Hephaestus is the god of fire, especially in so far as it manifests
itself as a power of physical nature in volcanic districts, and in so far as it
is the indispensable means in arts and manufactures, whence fire is called the
breath of Hephaestus, and the name of the god is used both by Greek and Roman
poets as synonymous with fire. As a flame arises out of a little spark, so the
god of fire was delicate and weakly from his birth, for which reason he was so
much disliked by his mother, that she wished to get rid of him, and dropped him
from Olympus. But the marine divinities, Thetis and Eurynome, received him, and
he dwelt with them for nine years in a grotto, surrounded by Oceanus, making for
them a variety of ornaments. (Hom. Il. xviii. 394, &c.) It was, according to some
accounts, during this period that he made the golden chair by which he punished
his mother for her want of affection, and from which he would not release her,
till he was prevailed upon by Dionysus. (Paus. i. 20.2; Hygin. Fab. 166.) Although
Hephaestus afterwards remembered the cruelty of his mother, yet he was always
kind and obedient towards her, nay once, while she was quarrelling with Zeus,
he took her part, and thereby offended his father so much, that he seized him
by the leg, and hulled him down from Olympus. Hephaestus was a whole day falling,
but in the evening he came down in the island of Lemnos, where he was kindly received
by the Sintians. (Hom. Il. i. 590, &c. Val. Flacc. ii. 8.5; Apollod. i. 3.5, who,
however, confounds the two occasions on which Hephaestus was thrown from Olympus.)

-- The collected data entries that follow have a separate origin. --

//! Struct, class and union layout.
//!
//! A record body is assembled in five groups, each separated by blank
//! lines: fields, synthesized nested types, forwarding accessors and
//! bitfield properties, methods (vtable trampolines first), and named
//! nested records and enums.

use crate::emitter::{
    native_type_name_attribute, Emitter, USING_CODE_ANALYSIS, USING_COMPILER_SERVICES,
    USING_INTEROP, USING_SYSTEM,
};
use crate::error::{EmitError, EmitResult};
use crate::names::string_literal;
use crate::symbols::SymbolTable;
use crate::type_map::{is_fixed_buffer_element, is_implicit_integer_conversion, IntegerInfo, Usage};
use crate::writer::CodeWriter;
use sharpen_clang::{DeclId, DeclKind, RecordTag, TypeId, TypeKind};
use sharpen_common::{Diagnostic, SourceLocation, UnsupportedConstruct};
use tracing::warn;

#[derive(Default)]
struct RecordItems {
    fields: Vec<String>,
    nested: Vec<String>,
    accessors: Vec<String>,
    methods: Vec<String>,
    named: Vec<String>,
}

impl RecordItems {
    fn into_sequence(self) -> Vec<String> {
        let mut items = self.fields;
        items.extend(self.nested);
        items.extend(self.accessors);
        items.extend(self.methods);
        items.extend(self.named);
        items
    }
}

struct BitfieldMember {
    field: DeclId,
    offset: u32,
    width: u32,
}

/// Consecutive bitfields sharing one integer storage field.
struct BitfieldUnit {
    first: DeclId,
    storage: String,
    bits: u32,
    used: u32,
    members: Vec<BitfieldMember>,
}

Later writers describe his lameness as the consequence of his second fall, while
Homer makes him lame and weak from his birth. After his second fall he returned
to Olympus, and subsequently acted the part of mediator between his parents. (Il
i. 585.) On that occasion he offered a cup of nectar to his mother and the other
gods, who burst out into immoderate laughter on seeing him busily hobbling through
Olympus from one god to another, for he was ugly and slow, and, owing to the weakness
of his legs, he was held up, when he walked, by artificial supports, skilfully
made of gold. (Il. xviii. 410, &c., Od. viii. 311, 330.) Iis neck and chest, however,
were strong and muscular. (Il. xviii. 415, xx. 36.)

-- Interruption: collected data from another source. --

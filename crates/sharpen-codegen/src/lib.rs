//! C# interop source emission for C and C++ translation units.
//!
//! [`CSharpGenerator::emit_unit`] walks a [`TranslationUnit`] once the
//! symbol table is built and returns the emitted fragments, the `using`
//! directives they need and a diagnostic for every construct that was
//! skipped. [`EmittedUnit::render`] turns that into a complete C# file.

mod context;
mod decl;
mod emitter;
mod error;
mod expr;
mod layout;
mod names;
mod output;
mod stmt;
mod symbols;
mod type_map;
mod vtable;
mod writer;

pub use error::{EmitError, EmitResult};
pub use names::{escape_identifier, string_literal};
pub use output::{EmittedUnit, Fragment, FragmentKind, Placement, Usings};
pub use symbols::{SymbolTable, VtableLayout, VtableSlot};
pub use type_map::{MappedType, TypeMapper, Usage};

use emitter::Emitter;
use writer::CodeWriter;
use sharpen_build::GeneratorConfig;
use sharpen_clang::{ExprId, StmtId, TranslationUnit};
use tracing::debug;

/// Emits C# for translation units under one configuration.
#[derive(Debug, Clone, Default)]
pub struct CSharpGenerator {
    config: GeneratorConfig,
}

impl CSharpGenerator {
    pub fn new(config: GeneratorConfig) -> Self {
        Self { config }
    }

    pub fn config(&self) -> &GeneratorConfig {
        &self.config
    }

    /// Emit one translation unit. Unsupported constructs are skipped and
    /// reported in the result; malformed input fails the whole unit.
    #[tracing::instrument(skip_all, fields(file = %unit.file))]
    pub fn emit_unit(&self, unit: &TranslationUnit) -> EmitResult<EmittedUnit> {
        validate(unit)?;
        let symbols = SymbolTable::build(unit, &self.config)?;
        let mut emitter = Emitter::new(unit, &self.config, &symbols);
        let fragments = emitter.emit_top_level()?;
        let (usings, diagnostics) = emitter.ctx.finish();
        debug!(
            fragments = fragments.len(),
            diagnostics = diagnostics.len(),
            "emitted translation unit"
        );

        Ok(EmittedUnit {
            file: unit.file.clone(),
            fragments,
            usings,
            diagnostics,
        })
    }

    /// Emit a single statement of `unit`, as it would appear in a method
    /// body. Unsupported constructs are an error here.
    pub fn emit_statement(&self, unit: &TranslationUnit, stmt: StmtId) -> EmitResult<Fragment> {
        self.emit_snippet(unit, Fragment::statement, |emitter| {
            let mut w = CodeWriter::new();
            emitter.emit_stmt(stmt, &mut w)?;
            Ok(w.finish_trimmed())
        })
    }

    /// Emit a single expression of `unit`.
    pub fn emit_expression(&self, unit: &TranslationUnit, expr: ExprId) -> EmitResult<Fragment> {
        self.emit_snippet(unit, Fragment::expression, |emitter| {
            Ok(emitter.emit_expr(expr)?.text)
        })
    }

    fn emit_snippet(
        &self,
        unit: &TranslationUnit,
        fragment: fn(String) -> Fragment,
        emit: impl FnOnce(&mut Emitter<'_>) -> EmitResult<String>,
    ) -> EmitResult<Fragment> {
        validate(unit)?;
        let symbols = SymbolTable::build(unit, &self.config)?;
        let mut emitter = Emitter::new(unit, &self.config, &symbols);
        emitter.ctx.begin_unsafe_scope();
        let text = emit(&mut emitter)?;
        let needs_unsafe = emitter.ctx.end_unsafe_scope();
        Ok(fragment(text).with_unsafe(needs_unsafe))
    }

    /// Emit and render one translation unit as a C# file.
    pub fn render_unit(&self, unit: &TranslationUnit) -> EmitResult<String> {
        Ok(self.emit_unit(unit)?.render(&self.config))
    }
}

fn validate(unit: &TranslationUnit) -> EmitResult<()> {
    unit.validate()
        .map_err(|reason| EmitError::malformed("translation unit", &Default::default(), reason))
}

In Olympus, Hephaestus had his own palace, imperishable and shining
like stars: it contained his workshop, with the anvil, and twenty bellows, which
worked spontaneously at his bidding. (Il. xviii. 370, &c.) It was there that he
made all his beautiful and marvellous works, utensils, and arms, both for gods
and men. The ancient poets and mythographers abound in passages describing works
of exquisite workmanship which had been manufactured by Hephaestus. In later accounts,
the Cyclopes, Brontes, Steropes, Pyracmon, and others, are his workmen and servants,
and his workshop is no longer represented as in Olympus, but in the interior of
some volcanic isle. (Virg. Aen. viii. 416, &c.) The wife of Hephaestus also lived
in his palace: in the Iliad she is called a Charis, in the Odyssey Aphrodite (Il.
xviii. 382, Od. viii. 270), and in Hesiod's Theogony (945) she is named Aglaia.

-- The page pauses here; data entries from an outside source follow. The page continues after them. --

//! JSON hand-off between an external front-end and the emitter.

use crate::ast::TranslationUnit;
use std::path::Path;
use thiserror::Error;

#[derive(Error, Debug, miette::Diagnostic)]
pub enum AstError {
    #[error("Failed to read AST file {path}: {source}")]
    #[diagnostic(code(sharpen::ast::io))]
    Io {
        path: String,
        #[source]
        source: std::io::Error,
    },

    #[error("Failed to parse AST JSON: {0}")]
    #[diagnostic(code(sharpen::ast::json))]
    Json(#[from] serde_json::Error),

    /// The document parsed but its ids do not line up.
    #[error("Malformed AST: {0}")]
    #[diagnostic(code(sharpen::ast::malformed))]
    Malformed(String),
}

/// Parses and validates a translation unit from JSON text.
pub fn parse_unit(json: &str) -> Result<TranslationUnit, AstError> {
    let unit: TranslationUnit = serde_json::from_str(json)?;
    unit.validate().map_err(AstError::Malformed)?;
    Ok(unit)
}

/// Reads a translation unit from a JSON file written by a front-end.
pub fn load_unit(path: &Path) -> Result<TranslationUnit, AstError> {
    let content = std::fs::read_to_string(path).map_err(|source| AstError::Io {
        path: path.display().to_string(),
        source,
    })?;
    parse_unit(&content)
}

/// Serializes a unit in the same format [`load_unit`] reads.
pub fn store_unit(unit: &TranslationUnit) -> Result<String, AstError> {
    Ok(serde_json::to_string_pretty(unit)?)
}

#[cfg(test)]
mod tests {
    use super::*;

    const STRUCT_UNIT: &str = r#"{
        "file": "ClangUnsavedFile.h",
        "top_level": [0],
        "decls": [
            {
                "kind": { "Record": { "tag": "Struct", "members": [1] } },
                "name": "MyStruct",
                "location": { "file": "ClangUnsavedFile.h", "line": 1, "column": 8 }
            },
            {
                "kind": { "Field": { "ty": 0 } },
                "name": "value",
                "parent": 0
            }
        ],
        "types": [
            { "kind": { "Builtin": "Int" }, "spelling": "int" }
        ]
    }"#;

    #[test]
    fn test_parse_front_end_document() {
        let unit = parse_unit(STRUCT_UNIT).expect("valid unit");
        assert_eq!(unit.top_level.len(), 1);
        assert_eq!(unit.decls[0].name, "MyStruct");
        assert_eq!(unit.decls[0].location.line, 1);
        assert_eq!(unit.record_members(crate::DeclId(0)).len(), 1);
    }

    #[test]
    fn test_rejects_dangling_reference() {
        let broken = STRUCT_UNIT.replace("\"members\": [1]", "\"members\": [7]");
        match parse_unit(&broken) {
            Err(AstError::Malformed(message)) => assert!(message.contains("#7")),
            other => panic!("expected malformed error, got {other:?}"),
        }
    }

    #[test]
    fn test_load_from_file() {
        let dir = tempfile::tempdir().unwrap();
        let path = dir.path().join("unit.json");
        std::fs::write(&path, STRUCT_UNIT).unwrap();
        let unit = load_unit(&path).unwrap();
        assert_eq!(unit.file, "ClangUnsavedFile.h");
    }
}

the youngest of the Charites. The story of Aphrodite's faithlessness to her husband,
and of the manner in which he surprised her, is exquisitely described in Od. viii.
266-358. The Homeric poems do not mention any descendants of Hephaestus, but in
later writers the number of his children is considerable. In the Trojan war he
was on the side of the Greeks, but he was also worshipped by the Trojans, and
on one occasion he saved a Trojan from being killed by Diomedes. (Il. v. 9, &c.)
His favourite place on earth was the island of Lemnos, where he liked
to dwell among the Sintians (Od. viii. 283, &c., Il. i. 593; Ov Fast. viii. 82);
but other volcanic islands also, such as Lipara, Hiera, Imbros. and Sicily, are
called his abodes or workshops. (Apollon. Rhod iii. 41; Callim. Hymn. in Dian.
47; Serv. ad Aen. viii. 416; Strab.; Plin. H. N. iii. 9; Val. Flace. ii. 96.)
Hephaestus is among the male what Athena is among the female deities,
for, like her, he give skill to mortal artists, and, conjointly with her, he was
believed to have taught men the arts which embellish and adorn life. (Od. vi.
233, xxiii. 160. Hymn. in Vaulc. 2. &c.) But he was. nevertheless, conceived as
far inferior to the sublime character of Athena. At Athens they had temples and
festivals in common. (See Dict of Ant. s. v. Hephaisteia, Chalkeia.) Both also
were believed to have great healing powers, and Lemnian earth (terra Lemnia) from
the spot on which Hephaestus had falleen was believed to cure madness, the bites
of snakes, and haemorrhage, and the priests of the god knew how to cure wounds
inflicted by snakes. (Philostr. Heroic. v. 2; Eustath. ad Hom.; Dict. Cret. ii.
14.) The epithets and surnames by which Hephaestus is designated by the poets
generally allude to his skill in the plastic arts or to his figure and his lameness.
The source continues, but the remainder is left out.